--- Supplied data ---

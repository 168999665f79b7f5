//! Connection Module
//!
//! Per-client network handling. The TCP listener in `main.rs` accepts
//! sockets and spawns one task per client running [`handle_connection`].
//!
//! ```text
//! ┌─────────────────────────────────────────────────────────────┐
//! │                     TCP Listener (main.rs)                  │
//! └──────────────────────┬──────────────────────────────────────┘
//!                        │ accept() + spawn
//!                        ▼
//! ┌─────────────────────────────────────────────────────────────┐
//! │                       Connection                            │
//! │  ┌─────────────┐    ┌─────────────┐    ┌─────────────┐     │
//! │  │ Read bytes  │───>│ Parse RESP  │───>│ Dispatch    │     │
//! │  └─────────────┘    └─────────────┘    └──────┬──────┘     │
//! │                                               ▼             │
//! │                                        ┌─────────────┐      │
//! │                                        │ Flush batch │      │
//! │                                        └─────────────┘      │
//! └─────────────────────────────────────────────────────────────┘
//! ```
//!
//! ## Example
//!
//! ```ignore
//! use minikv::commands::CommandHandler;
//! use minikv::connection::{handle_connection, ConnectionStats};
//! use minikv::storage::{HashStore, StringStore};
//! use std::sync::Arc;
//!
//! let handler = CommandHandler::new(Arc::new(StringStore::new()), Arc::new(HashStore::new()));
//! let stats = Arc::new(ConnectionStats::new());
//!
//! let (stream, addr) = listener.accept().await?;
//! tokio::spawn(handle_connection(stream, addr, handler.clone(), stats));
//! ```

pub mod handler;

pub use handler::{
    handle_connection, Connection, ConnectionError, ConnectionStats, StatsSnapshot,
    MAX_REQUEST_SIZE,
};
//! # MiniKV - A Minimal In-Memory Key-Value Store
//!
//! MiniKV speaks the Redis protocol (RESP) and implements a small command
//! set: string get/set, multi-get, atomic increment/decrement, hash
//! get/set/get-all and a liveness probe.
//!
//! ## Architecture
//!
//! ```text
//! ┌──────────────────────────────────────────────────────────────────┐
//! │                             MiniKV                               │
//! │                                                                  │
//! │  ┌─────────────┐    ┌─────────────┐    ┌─────────────────┐       │
//! │  │ TCP Server  │───>│ Connection  │───>│ CommandHandler  │       │
//! │  │ (Listener)  │    │  Handler    │    │  + Registry     │       │
//! │  └─────────────┘    └──────┬──────┘    └────────┬────────┘       │
//! │                            │                    │                │
//! │                     ┌──────┴──────┐     ┌───────┴────────┐       │
//! │                     │ RESP Parser │     ▼                ▼       │
//! │                     └─────────────┘  StringStore     HashStore   │
//! │                                      (RwLock)        (RwLock)    │
//! └──────────────────────────────────────────────────────────────────┘
//! ```
//!
//! ## Quick Start
//!
//! ```
//! use minikv::commands::CommandHandler;
//! use minikv::protocol::RespValue;
//! use minikv::storage::{HashStore, StringStore};
//! use std::sync::Arc;
//!
//! let handler = CommandHandler::new(Arc::new(StringStore::new()), Arc::new(HashStore::new()));
//!
//! let reply = handler.dispatch("SET", &[RespValue::bulk_string("name"), RespValue::bulk_string("Ariz")]);
//! assert_eq!(reply, RespValue::ok());
//!
//! let reply = handler.dispatch("GET", &[RespValue::bulk_string("name")]);
//! assert_eq!(reply, RespValue::bulk_string("Ariz"));
//! ```
//!
//! ## Supported Commands
//!
//! - `PING [message]`
//! - `SET key value` / `GET key` / `MGET key [key ...]`
//! - `INCR key` / `DECR key`
//! - `HSET hash field value` / `HGET hash field` / `HGETALL hash`
//!
//! ## Module Overview
//!
//! - [`protocol`]: RESP decoder and the reply type
//! - [`storage`]: The string and hash stores
//! - [`commands`]: Command registry and handlers
//! - [`connection`]: Client connection loop
//! - [`config`]: Command-line configuration
//!
//! ## Consistency
//!
//! Each store has its own reader/writer lock. Operations on one key (or one
//! hash) are linearizable; `MGET` reads each key separately and offers no
//! multi-key snapshot. Nothing is persisted or expired.

pub mod commands;
pub mod config;
pub mod connection;
pub mod protocol;
pub mod storage;

pub use commands::{CommandError, CommandHandler};
pub use config::Config;
pub use connection::{handle_connection, ConnectionStats};
pub use protocol::{ParseError, RespParser, RespValue};
pub use storage::{HashStore, StorageError, StringStore};

/// The default port MiniKV listens on (same as Redis)
pub const DEFAULT_PORT: u16 = 6379;

/// The default host MiniKV binds to
pub const DEFAULT_HOST: &str = "127.0.0.1";

/// Version of MiniKV
pub const VERSION: &str = env!("CARGO_PKG_VERSION");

---

• **Try it**: Restate the records above exactly.

• **Answer box**:
repository 168999665f79b7f5
//! Connection Module
//!
//! Per-client network handling. The TCP listener in `main.rs` accepts
//! sockets and spawns one task per client running [`handle_connection`].
//!
//! ```text
//! ┌─────────────────────────────────────────────────────────────┐
//! │                     TCP Listener (main.rs)                  │
//! └──────────────────────┬──────────────────────────────────────┘
//!                        │ accept() + spawn
//!                        ▼
//! ┌─────────────────────────────────────────────────────────────┐
//! │                       Connection                            │
//! │  ┌─────────────┐    ┌─────────────┐    ┌─────────────┐     │
//! │  │ Read bytes  │───>│ Parse RESP  │───>│ Dispatch    │     │
//! │  └─────────────┘    └─────────────┘    └──────┬──────┘     │
//! │                                               ▼             │
//! │                                        ┌─────────────┐      │
//! │                                        │ Flush batch │      │
//! │                                        └─────────────┘      │
//! └─────────────────────────────────────────────────────────────┘
//! ```
//!
//! ## Example
//!
//! ```ignore
//! use minikv::commands::CommandHandler;
//! use minikv::connection::{handle_connection, ConnectionStats};
//! use minikv::storage::{HashStore, StringStore};
//! use std::sync::Arc;
//!
//! let handler = CommandHandler::new(Arc::new(StringStore::new()), Arc::new(HashStore::new()));
//! let stats = Arc::new(ConnectionStats::new());
//!
//! let (stream, addr) = listener.accept().await?;
//! tokio::spawn(handle_connection(stream, addr, handler.clone(), stats));
//! ```

pub mod handler;

pub use handler::{
    handle_connection, Connection, ConnectionError, ConnectionStats, StatsSnapshot,
    MAX_REQUEST_SIZE,
};
//! # MiniKV - A Minimal In-Memory Key-Value Store
//!
//! MiniKV speaks the Redis protocol (RESP) and implements a small command
//! set: string get/set, multi-get, atomic increment/decrement, hash
//! get/set/get-all and a liveness probe.
//!
//! ## Architecture
//!
//! ```text
//! ┌──────────────────────────────────────────────────────────────────┐
//! │                             MiniKV                               │
//! │                                                                  │
//! │  ┌─────────────┐    ┌─────────────┐    ┌─────────────────┐       │
//! │  │ TCP Server  │───>│ Connection  │───>│ CommandHandler  │       │
//! │  │ (Listener)  │    │  Handler    │    │  + Registry     │       │
//! │  └─────────────┘    └──────┬──────┘    └────────┬────────┘       │
//! │                            │                    │                │
//! │                     ┌──────┴──────┐     ┌───────┴────────┐       │
//! │                     │ RESP Parser │     ▼                ▼       │
//! │                     └─────────────┘  StringStore     HashStore   │
//! │                                      (RwLock)        (RwLock)    │
//! └──────────────────────────────────────────────────────────────────┘
//! ```
//!
//! ## Quick Start
//!
//! ```
//! use minikv::commands::CommandHandler;
//! use minikv::protocol::RespValue;
//! use minikv::storage::{HashStore, StringStore};
//! use std::sync::Arc;
//!
//! let handler = CommandHandler::new(Arc::new(StringStore::new()), Arc::new(HashStore::new()));
//!
//! let reply = handler.dispatch("SET", &[RespValue::bulk_string("name"), RespValue::bulk_string("Ariz")]);
//! assert_eq!(reply, RespValue::ok());
//!
//! let reply = handler.dispatch("GET", &[RespValue::bulk_string("name")]);
//! assert_eq!(reply, RespValue::bulk_string("Ariz"));
//! ```
//!
//! ## Supported Commands
//!
//! - `PING [message]`
//! - `SET key value` / `GET key` / `MGET key [key ...]`
//! - `INCR key` / `DECR key`
//! - `HSET hash field value` / `HGET hash field` / `HGETALL hash`
//!
//! ## Module Overview
//!
//! - [`protocol`]: RESP decoder and the reply type
//! - [`storage`]: The string and hash stores
//! - [`commands`]: Command registry and handlers
//! - [`connection`]: Client connection loop
//! - [`config`]: Command-line configuration
//!
//! ## Consistency
//!
//! Each store has its own reader/writer lock. Operations on one key (or one
//! hash) are linearizable; `MGET` reads each key separately and offers no
//! multi-key snapshot. Nothing is persisted or expired.

pub mod commands;
pub mod config;
pub mod connection;
pub mod protocol;
pub mod storage;

pub use commands::{CommandError, CommandHandler};
pub use config::Config;
pub use connection::{handle_connection, ConnectionStats};
pub use protocol::{ParseError, RespParser, RespValue};
pub use storage::{HashStore, StorageError, StringStore};

/// The default port MiniKV listens on (same as Redis)
pub const DEFAULT_PORT: u16 = 6379;

/// The default host MiniKV binds to
pub const DEFAULT_HOST: &str = "127.0.0.1";

/// Version of MiniKV
pub const VERSION: &str = env!("CARGO_PKG_VERSION");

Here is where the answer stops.